_WHAT THE TASK ASKS_.
Using the records below, transcribe word for word the stretch from the line that contains "use std::time::Duration;" through the line that contains "at the same", both end lines included, and nothing else.

_INPUT FOR THIS TASK_.
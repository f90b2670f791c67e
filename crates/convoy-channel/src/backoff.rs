// SPDX-FileCopyrightText: 2026 Convoy Contributors
// SPDX-License-Identifier: MIT OR Apache-2.0

//! Exponential backoff with jitter for connect retries.

use std::time::Duration;

use rand::Rng;

use convoy_config::model::ChannelConfig;

/// Backoff schedule: `min(base * factor^(attempt-1), cap)` with ±20% jitter.
///
/// Jitter spreads reconnects from many clients that failed at the same
/// moment, so they do not hammer the channel in lockstep.
#[derive(Debug, Clone)]
pub struct BackoffPolicy {
    base: Duration,
    factor: f64,
    cap: Duration,
    max_attempts: u32,
}

impl BackoffPolicy {
    pub fn new(config: &ChannelConfig) -> Self {
        Self {
            base: Duration::from_millis(config.backoff_base_ms),
            factor: config.backoff_factor,
            cap: Duration::from_millis(config.backoff_cap_ms),
            max_attempts: config.connect_attempts,
        }
    }

    /// Maximum attempts the retry loop may make.
    pub fn max_attempts(&self) -> u32 {
        self.max_attempts
    }

    /// Jittered delay before the next attempt. `attempt` is 1-based.
    pub fn delay_for(&self, attempt: u32) -> Duration {
        let exp = self.factor.powi(attempt.saturating_sub(1).min(32) as i32);
        let raw = self.base.as_secs_f64() * exp;
        let capped = raw.min(self.cap.as_secs_f64());
        let jitter = rand::thread_rng().gen_range(0.8..=1.2);
        Duration::from_secs_f64(capped * jitter)
    }
}

#[cfg(test)]
mod tests {
    use super::*;

    fn policy() -> BackoffPolicy {
        BackoffPolicy::new(&ChannelConfig::default())
    }

    #[test]
    fn delay_grows_exponentially_within_jitter_bounds() {
        let policy = policy();
        for attempt in 1..=5u32 {
            let expected = 100.0 * 2.0_f64.powi(attempt as i32 - 1);
            let delay = policy.delay_for(attempt).as_secs_f64() * 1000.0;
            assert!(
                delay >= expected * 0.8 - 1.0 && delay <= expected * 1.2 + 1.0,
                "attempt {attempt}: delay {delay}ms outside jitter bounds of {expected}ms"
            );
        }
    }

    #[test]
    fn delay_is_capped() {
        let policy = policy();
        // Attempt 10 would be 51.2s uncapped; cap is 10s (+20% jitter).
        let delay = policy.delay_for(10);
        assert!(delay <= Duration::from_secs_f64(12.1));
        assert!(delay >= Duration::from_secs_f64(7.9));
    }

    #[test]
    fn jitter_varies_between_samples() {
        let policy = policy();
        let samples: Vec<Duration> = (0..32).map(|_| policy.delay_for(3)).collect();
        let first = samples[0];
        assert!(
            samples.iter().any(|d| *d != first),
            "expected jitter to produce varying delays"
        );
    }

    #[test]
    fn max_attempts_comes_from_config() {
        assert_eq!(policy().max_attempts(), 5);
    }

    #[test]
    fn huge_attempt_numbers_do_not_overflow() {
        let policy = policy();
        let delay = policy.delay_for(u32::MAX);
        assert!(delay <= Duration::from_secs_f64(12.1));
    }

    proptest::proptest! {
        /// Any attempt number under any sane config stays within
        /// [0.8 * base, 1.2 * cap].
        #[test]
        fn delay_always_within_configured_bounds(
            attempt in 1u32..10_000,
            base_ms in 1u64..5_000,
            factor in 1.0f64..4.0,
            cap_ms in 5_000u64..60_000,
        ) {
            let config = ChannelConfig {
                backoff_base_ms: base_ms,
                backoff_factor: factor,
                backoff_cap_ms: cap_ms,
                ..Default::default()
            };
            let policy = BackoffPolicy::new(&config);
            let delay = policy.delay_for(attempt).as_secs_f64() * 1000.0;

            proptest::prop_assert!(delay >= base_ms as f64 * 0.8 - 1.0);
            proptest::prop_assert!(delay <= cap_ms as f64 * 1.2 + 1.0);
        }
    }
}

_ANSWER FOR THIS EXERCISE_.
use std::time::Duration;

use rand::Rng;

use convoy_config::model::ChannelConfig;

/// Backoff schedule: `min(base * factor^(attempt-1), cap)` with ±20% jitter.
///
/// Jitter spreads reconnects from many clients that failed at the same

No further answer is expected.